Whatever our goals for training – fitness, self-defense, confidence, focus – one of the reasons we persist is because it feels good to do it. That is important.
It is not that training is pleasurable or easy. But from day one we have an ideal to strive for and it feels good to go for it.
It feels good to get stronger, faster and more skillful, every day.
Being able to meet a challenge is a good feeling.
That is a consistent reward of training.
Mind training provides the same reward.
Like karate training, mind training takes persistence, energy and skill. As in karate training, if we are impatient, we get frustrated. If our practice is slack or our schedule is sporadic, the training won’t work.
Like karate training, mind training works when we have a clear purpose, and a clear path to follow.
In some schools of Zen closely associated with martial arts, they say “there is nowhere to go and nothing to achieve.”
They say we already have a perfect nature, it’s just hidden by the disturbance in our mind.
Zen ran aground on the misunderstanding of that doctrine.
In our approach to mind training we have clear, wholesome objectives, and a way to achieve them.
Like karate training, inner training gathers momentum as we practice.
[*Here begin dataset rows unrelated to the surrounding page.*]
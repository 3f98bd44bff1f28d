//! The simulation engine.
//!
//! An [`Engine`] owns everything that changes during a run: the event queue, the status
//! table, the progression records, the transmission log and the random streams. It is built
//! from a validated [`Parameters`] snapshot and the two input tables, seeds its queue, and
//! then runs a pop-apply loop until the queue is empty or the stop threshold is reached.
//!
//! ```rust
//! use epi_kernels::{Engine, Parameters, Person, Population, StopReason};
//!
//! let population = Population::new((0..10).map(|id| Person::new(id, 0)).collect()).unwrap();
//! let mut engine = Engine::new(Parameters::default(), population, None).unwrap();
//! let summary = engine.run().unwrap();
//! assert!(summary.affected_people >= 1);
//! assert_eq!(summary.reason, StopReason::QueueExhausted);
//! ```
use std::fmt::{self, Display};

use indexmap::IndexMap;
use log::{debug, info, trace, warn};
use serde::{Deserialize, Serialize};

use crate::distributions::Sampler;
use crate::error::EpiError;
use crate::event::{Event, Mechanism, Milestone};
use crate::infection_seeder::{seed_imports, seed_initial_conditions};
use crate::infection_status::{InfectionStatus, StatusTable, StatusTransition};
use crate::kernels::{apply_kernels, KernelType};
use crate::parameters::{Parameters, ThresholdType};
use crate::plan::Queue;
use crate::population::{HouseholdId, Households, PersonId, Population, Severity};
use crate::progression::{generate_disease_progression, ProgressionRecord, ProgressionSampler};
use crate::random::{RandomExt, RandomState, SeverityRng};
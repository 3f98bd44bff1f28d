//! Writing the output logs of a run to disk.
//!
//! Each log is a list of serializable rows. The file extension picks the format: `.csv` writes
//! one row per line with a header, `.json` writes a single array. Parent directories are
//! created as needed.
use std::ffi::OsStr;
use std::fs::{create_dir_all, File};
use std::io::{BufWriter, Write};
use std::path::{Path, PathBuf};

use csv::Writer;
use log::info;
use serde::{Deserialize, Serialize};

use crate::engine::Engine;
use crate::error::EpiError;
use crate::population::{HouseholdId, Households, PersonId};

#[derive(Copy, Clone, Debug, PartialEq, Eq)]
pub enum ReportFormat {
    Csv,
    Json,
}

impl ReportFormat {
    #[must_use]
    pub fn extension(self) -> &'static str {
        match self {
            ReportFormat::Csv => "csv",
            ReportFormat::Json => "json",
        }
    }
}

/// One household membership, as written to the household report.
#[derive(Copy, Clone, Debug, PartialEq, Eq, Serialize, Deserialize)]
pub struct HouseholdRow {
    pub household_id: HouseholdId,
    pub person_id: PersonId,
}

// Checks that the path is valid. Creates all parent directories if they do not exist and
// returns the created file with the format its extension asks for.
fn generate_validate_filepath(path: &Path) -> Result<(File, ReportFormat), EpiError> {
    let format = match path.extension().and_then(OsStr::to_str) {
        Some("csv") => ReportFormat::Csv,
        Some("json") => ReportFormat::Json,
        _ => {
            return Err(EpiError::EpiError(format!(
                "Report output files must be CSV or JSON, got {}",
                path.display()
            )))
        }
    };
    if let Some(parent) = path.parent() {
        create_dir_all(parent)?;
    }
    Ok((File::create(path)?, format))
}

/// Writes `rows` to `path` in the format named by its extension.
pub fn write_report<T: Serialize>(path: &Path, rows: &[T]) -> Result<(), EpiError> {
    let (file, format) = generate_validate_filepath(path)?;
    match format {
        ReportFormat::Csv => {
            let mut writer = Writer::from_writer(file);
            for row in rows {
                writer.serialize(row)?;
            }
            writer.flush()?;
        }
        ReportFormat::Json => {
            let mut writer = BufWriter::new(file);
            serde_json::to_writer_pretty(&mut writer, rows)?;
            writer.flush()?;
        }
    }
    Ok(())
}

#[must_use]
pub fn household_rows(households: &Households) -> Vec<HouseholdRow> {
    households
        .iter()
        .flat_map(|(household_id, members)| {
            members.iter().map(|person_id| HouseholdRow {
                household_id: *household_id,
                person_id: *person_id,
            })
        })
        .collect()
}

/// Writes every output log of `engine` into `directory` and returns the paths written:
/// `transmissions`, `progression`, `individuals`, `households` and `remaining_events`.
pub fn write_all_reports(
    engine: &Engine,
    directory: &Path,
    format: ReportFormat,
) -> Result<Vec<PathBuf>, EpiError> {
    let path = |name: &str| directory.join(name).with_extension(format.extension());
    let progression: Vec<_> = engine.progression_log().values().copied().collect();

    let written = vec![
        path("transmissions"),
        path("progression"),
        path("individuals"),
        path("households"),
        path("remaining_events"),
    ];
    write_report(&written[0], engine.transmission_log())?;
    write_report(&written[1], &progression)?;
    write_report(&written[2], &engine.individuals())?;
    write_report(&written[3], &household_rows(engine.households()))?;
    write_report(&written[4], &engine.remaining_events())?;
    info!("wrote {} reports to {}", written.len(), directory.display());
    Ok(written)
}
We go deeper. We get better at it. The flow state we access is profound and liberating.
Physical training and mind training are both necessary for high performance, and for a cultivated life. They form a continuum of practice. Insights and experiences from one inform the other.
One of the signs that our inner training is working is that we enjoy doing it.
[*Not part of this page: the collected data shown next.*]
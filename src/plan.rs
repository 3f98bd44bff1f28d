//! A priority queue that stores arbitrary data sorted by time
//!
//! Defines a `Queue<T>` that is intended to store a queue of items of type `T`, sorted by `f64`
//! time, called 'plans'. This queue has methods for adding plans, retrieving the earliest plan
//! in the queue, and inspecting what is still pending. Adding and retrieving a plan are
//! *O*(log(*n*)).
//!
//! The `Engine` stores every pending epidemic event here.

use std::cmp::Ordering;
use std::collections::BinaryHeap;

use log::trace;

/// A priority queue that stores arbitrary data sorted by time
///
/// Items of type `T` are stored in order by `f64` time and called `Plan<T>`. When plans are
/// created they are sequentially assigned a `PlanId` that wraps a `u64`. If two plans are
/// scheduled for the same time then the plan that was added first (i.e., that has the lowest
/// id) is placed earlier. This makes the order in which simultaneous events fire a pure
/// function of the order in which they were scheduled.
pub struct Queue<T> {
    queue: BinaryHeap<Entry<T>>,
    plan_counter: u64,
}

impl<T> Queue<T> {
    /// Create a new empty `Queue<T>`
    #[must_use]
    pub fn new() -> Queue<T> {
        Queue {
            queue: BinaryHeap::new(),
            plan_counter: 0,
        }
    }

    /// Add a plan to the queue at the specified time
    ///
    /// Returns the `PlanId` of the newly-added plan.
    pub fn add_plan(&mut self, time: f64, data: T) -> PlanId {
        let id = self.plan_counter;
        trace!("adding plan {id} at {time}");
        self.queue.push(Entry { time, id, data });
        self.plan_counter += 1;
        PlanId(id)
    }

    /// Retrieve the earliest plan in the queue
    ///
    /// Returns the next plan if it exists or else `None` if the queue is empty
    pub fn get_next_plan(&mut self) -> Option<Plan<T>> {
        self.queue.pop().map(|entry| Plan {
            time: entry.time,
            id: PlanId(entry.id),
            data: entry.data,
        })
    }

    /// Time of the earliest plan without removing it
    #[must_use]
    pub fn next_time(&self) -> Option<f64> {
        self.queue.peek().map(|entry| entry.time)
    }

    #[must_use]
    pub fn len(&self) -> usize {
        self.queue.len()
    }

    #[must_use]
    pub fn is_empty(&self) -> bool {
        self.queue.is_empty()
    }

    /// Number of plans ever added, including those already retrieved
    #[must_use]
    pub fn plans_added(&self) -> u64 {
        self.plan_counter
    }

    /// Returns the pending plans in the order they would be retrieved, without consuming them
    #[must_use]
    pub fn pending(&self) -> Vec<Plan<&T>> {
        let mut entries: Vec<&Entry<T>> = self.queue.iter().collect();
        // `Entry` ordering is reversed for the max-heap
        entries.sort_by(|a, b| b.cmp(a));
        entries
            .into_iter()
            .map(|entry| Plan {
                time: entry.time,
                id: PlanId(entry.id),
                data: &entry.data,
            })
            .collect()
    }
}

impl<T> Default for Queue<T> {
    fn default() -> Self {
        Self::new()
    }
}

/// A time, id, and payload used to order plans in the `Queue<T>`
///
/// `Entry` objects are sorted in increasing order of time and then plan id. The payload does
/// not take part in the ordering.
struct Entry<T> {
    time: f64,
    id: u64,
    data: T,
}

impl<T> PartialEq for Entry<T> {
    fn eq(&self, other: &Self) -> bool {
        self.cmp(other) == Ordering::Equal
    }
}

impl<T> Eq for Entry<T> {}

impl<T> PartialOrd for Entry<T> {
    fn partial_cmp(&self, other: &Self) -> Option<Ordering> {
        Some(self.cmp(other))
    }
}

/// Entry objects are ordered in increasing order by time and then plan id. `BinaryHeap` is a
/// max-heap, so both comparisons are reversed.
impl<T> Ord for Entry<T> {
    fn cmp(&self, other: &Self) -> Ordering {
        let time_ordering = self.time.total_cmp(&other.time).reverse();
        match time_ordering {
            // Break time ties in order of plan id
            Ordering::Equal => self.id.cmp(&other.id).reverse(),
            _ => time_ordering,
        }
    }
}

/// A unique identifier for a plan added to a `Queue<T>`
#[derive(Copy, Clone, Debug, PartialEq, Eq, PartialOrd, Ord, Hash)]
pub struct PlanId(pub u64);

/// A plan that holds data of type `T` intended to be used at the specified time
#[derive(Debug)]
pub struct Plan<T> {
    pub time: f64,
    pub id: PlanId,
    pub data: T,
}

#[cfg(test)]
#[allow(clippy::float_cmp)]
mod tests {
    use super::Queue;

    #[test]
    fn empty_queue() {
        let mut plan_queue = Queue::<()>::new();
        assert!(plan_queue.get_next_plan().is_none());
        assert!(plan_queue.is_empty());
        assert_eq!(plan_queue.next_time(), None);
    }

    #[test]
    fn add_plans() {
        let mut plan_queue = Queue::new();
        plan_queue.add_plan(1.0, 1);
        plan_queue.add_plan(3.0, 3);
        plan_queue.add_plan(2.0, 2);
        assert_eq!(plan_queue.len(), 3);

        let next_plan = plan_queue.get_next_plan().unwrap();
        assert_eq!(next_plan.time, 1.0);
        assert_eq!(next_plan.data, 1);

        let next_plan = plan_queue.get_next_plan().unwrap();
        assert_eq!(next_plan.time, 2.0);
        assert_eq!(next_plan.data, 2);

        let next_plan = plan_queue.get_next_plan().unwrap();
        assert_eq!(next_plan.time, 3.0);
        assert_eq!(next_plan.data, 3);

        assert!(plan_queue.get_next_plan().is_none());
        assert_eq!(plan_queue.plans_added(), 3);
    }

    #[test]
    fn add_plans_at_same_time() {
        let mut plan_queue = Queue::new();
        plan_queue.add_plan(1.0, 1);
        plan_queue.add_plan(1.0, 2);
        plan_queue.add_plan(0.5, 0);
        plan_queue.add_plan(1.0, 3);

        let order: Vec<i32> = std::iter::from_fn(|| plan_queue.get_next_plan())
            .map(|plan| plan.data)
            .collect();
        assert_eq!(order, vec![0, 1, 2, 3]);
    }

    #[test]
    fn add_and_get_plans() {
        let mut plan_queue = Queue::new();
        plan_queue.add_plan(1.0, 1);
        plan_queue.add_plan(2.0, 2);

        let next_plan = plan_queue.get_next_plan().unwrap();
        assert_eq!(next_plan.time, 1.0);
        assert_eq!(next_plan.data, 1);

        plan_queue.add_plan(1.5, 3);
        assert_eq!(plan_queue.next_time(), Some(1.5));

        let next_plan = plan_queue.get_next_plan().unwrap();
        assert_eq!(next_plan.time, 1.5);
        assert_eq!(next_plan.data, 3);

        let next_plan = plan_queue.get_next_plan().unwrap();
        assert_eq!(next_plan.time, 2.0);
        assert_eq!(next_plan.data, 2);

        assert!(plan_queue.get_next_plan().is_none());
    }

    #[test]
    fn pending_matches_retrieval_order() {
        let mut plan_queue = Queue::new();
        plan_queue.add_plan(2.0, 'b');
        plan_queue.add_plan(1.0, 'a');
        plan_queue.add_plan(2.0, 'c');

        let pending: Vec<char> = plan_queue.pending().iter().map(|plan| *plan.data).collect();
        assert_eq!(pending, vec!['a', 'b', 'c']);
        // Inspection does not consume anything.
        assert_eq!(plan_queue.len(), 3);

        let retrieved: Vec<char> = std::iter::from_fn(|| plan_queue.get_next_plan())
            .map(|plan| plan.data)
            .collect();
        assert_eq!(retrieved, pending);
    }
}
Our body becomes energized and unified as we master our physical training. Our mind becomes tranquil and unified as we practice mind training.
As we enter the dojo for class, we set aside whatever extraneous stuff is on our mind. We can deal with all that later. It is like clearing away the leaves from the training area, so we have a clean place to practice. Then we are ready to begin.
In the next video in this series we will begin instruction in the technique.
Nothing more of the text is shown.